By Kathianne Boniello

Queens’ volunteer ambulance corps normally acts as the cavalry, a backup for the army of city firefighters, police and emergency service workers who spend their lives keeping the borough safe.

But when the call went out for emergency personnel to respond to an attack on the World Trade Center Sept. 11, the support of the borough’s volunteer ambulance corps became critical to the rescue effort.

Volunteers from the Bayside and Little Neck-Douglaston ambulance corps rushed to help, providing medical assistance for rescue workers and civilians alike as the full impact of the terrorist attacks unfolded.

The two northeast Queens ambulance corps also maintained emergency services in the borough’s neighborhoods while the city’s attention turned to what is now Ground Zero in Lower Manhattan.

When two hijacked commercial airliners crashed into the Twin Towers Sept. 11, thousands of people began to flee the area before the buildings eventually collapsed. With public transportation shut down in the immediate aftermath of the attack, many people walked north out of Manhattan, crossing bridges on foot to get out of the borough.

Thomas Heffernan, chief of the Bayside Volunteer Ambulance Corps, said his group responded to the urgent call for assistance within an hour after the World Trade Center attack.

“We were in a staging area in Brooklyn, transporting and rescuing people coming over the Brooklyn Bridge,” Heffernan said. “That was right after the explosion. We treated various injuries and many people with extreme psychological distress.”

The Bayside corps then sent volunteers to the World Trade Center.

The Little Neck-Douglaston Volunteer Ambulance Corps also sent a team to the attack site, President Stephanie Cordes said.

“They went in immediately,” she said of the Little Neck-Douglaston group. Cordes said her volunteers, some of whom also stayed behind to provide coverage for Queens, helped some of the rescue workers by giving them medical assistance.

Both ambulance corps were forced to change position at Ground Zero for fear of more buildings collapsing, Heffernan and Cordes said.

While the Little Neck-Douglaston Volunteer Ambulance Corps did not lose any equipment or major supplies, Cordes said, the Bayside Volunteer Ambulance Corps known as BVAC did, Heffernan said.

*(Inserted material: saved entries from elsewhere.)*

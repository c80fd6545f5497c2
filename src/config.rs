use crate::error::{NotesError, Result};
use std::env;
use std::fs;
use std::path::{Path, PathBuf};

pub const DEFAULT_KEY: &str = "minimal-notes";
pub const DEFAULT_STATUS_MS: i64 = 1000;
pub const DEFAULT_LOG_FILTER: &str = "warn";

/// Settings read from the environment once at startup.
#[derive(Debug, Clone)]
pub struct Config {
    pub notes_dir: PathBuf,
    pub key: String,
    pub status_timeout_ms: i64,
    pub use_color: bool,
}

impl Config {
    pub fn from_env() -> Result<Self> {
        let key = env::var("MINIMAL_NOTES_KEY")
            .ok()
            .map(|k| k.trim().to_string())
            .filter(|k| !k.is_empty())
            .unwrap_or_else(|| DEFAULT_KEY.to_string());
        let status_timeout_ms = env::var("MINIMAL_NOTES_STATUS_MS")
            .ok()
            .and_then(|v| v.trim().parse::<i64>().ok())
            .filter(|ms| *ms >= 0)
            .unwrap_or(DEFAULT_STATUS_MS);
        Ok(Self {
            notes_dir: notes_dir()?,
            key,
            status_timeout_ms,
            use_color: env::var("NO_COLOR").is_err(),
        })
    }
}

pub fn notes_dir() -> Result<PathBuf> {
    if let Ok(dir) = env::var("MINIMAL_NOTES_DIR") {
        return Ok(PathBuf::from(dir));
    }
    let home = env::var("HOME").map_err(|_| NotesError::HomeNotSet)?;
    Ok(PathBuf::from(home).join(".minimal_notes"))
}

pub fn ensure_dir(path: &Path) -> Result<()> {
    if !path.exists() {
        fs::create_dir_all(path)?;
    }
    Ok(())
}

“We almost emptied out our supplies,” said Heffernan, who said the BVAC group gave the medical equipment in its truck to one of the triage centers established after the assault.

Describing Ground Zero after the attack, Heffernan said “it was like a nuclear winter.”

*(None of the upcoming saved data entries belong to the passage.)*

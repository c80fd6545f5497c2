use crate::error::{NotesError, Result};

pub struct ArgParser {
    iter: std::vec::IntoIter<String>,
    command_name: String,
}

impl ArgParser {
    pub fn new(args: Vec<String>, command_name: &str) -> Self {
        Self { iter: args.into_iter(), command_name: command_name.to_string() }
    }

    /// Get next positional argument
    #[allow(clippy::should_implement_trait)]
    pub fn next(&mut self) -> Option<String> {
        self.iter.next()
    }

    /// Collect remaining args
    pub fn collect_remaining(self) -> Vec<String> {
        self.iter.collect()
    }

    pub fn unknown_flag(&self, flag: &str) -> NotesError {
        NotesError::Usage(format!(
            "Unknown flag for {}: {}",
            self.command_name, flag
        ))
    }
}

/// Flags shared by the commands that print notes.
#[derive(Default, Debug)]
pub struct CommonFlags {
    pub relative_time: bool,
    pub plain: bool,
    pub assume_yes: bool,
    pub positional: Vec<String>,
}

impl CommonFlags {
    /// Split flags from positionals. Everything after `--` is positional.
    pub fn parse(args: Vec<String>, command_name: &str) -> Result<Self> {
        let mut flags = CommonFlags::default();
        let mut parser = ArgParser::new(args, command_name);
        while let Some(arg) = parser.next() {
            match arg.as_str() {
                "-r" | "--relative" => flags.relative_time = true,
                "--plain" => flags.plain = true,
                "-y" | "--yes" => flags.assume_yes = true,
                "--" => {
                    flags.positional.extend(parser.collect_remaining());
                    break;
                }
                other if other.starts_with('-') && other.len() > 1 => {
                    return Err(parser.unknown_flag(other));
                }
                _ => flags.positional.push(arg),
            }
        }
        Ok(flags)
    }
}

“It was hell on earth,” he said. “Everything had an orange glow from the fires and there was smoke. There was almost no sound — everything was totally absorbed.”

Heffernan said he was planning to award each member of BVAC who served at Ground Zero or helped the rescue effort special certificates in recognition of their work.

“I am extraordinarily proud of my members and the people of Bayside for their support of their city and country,” he said.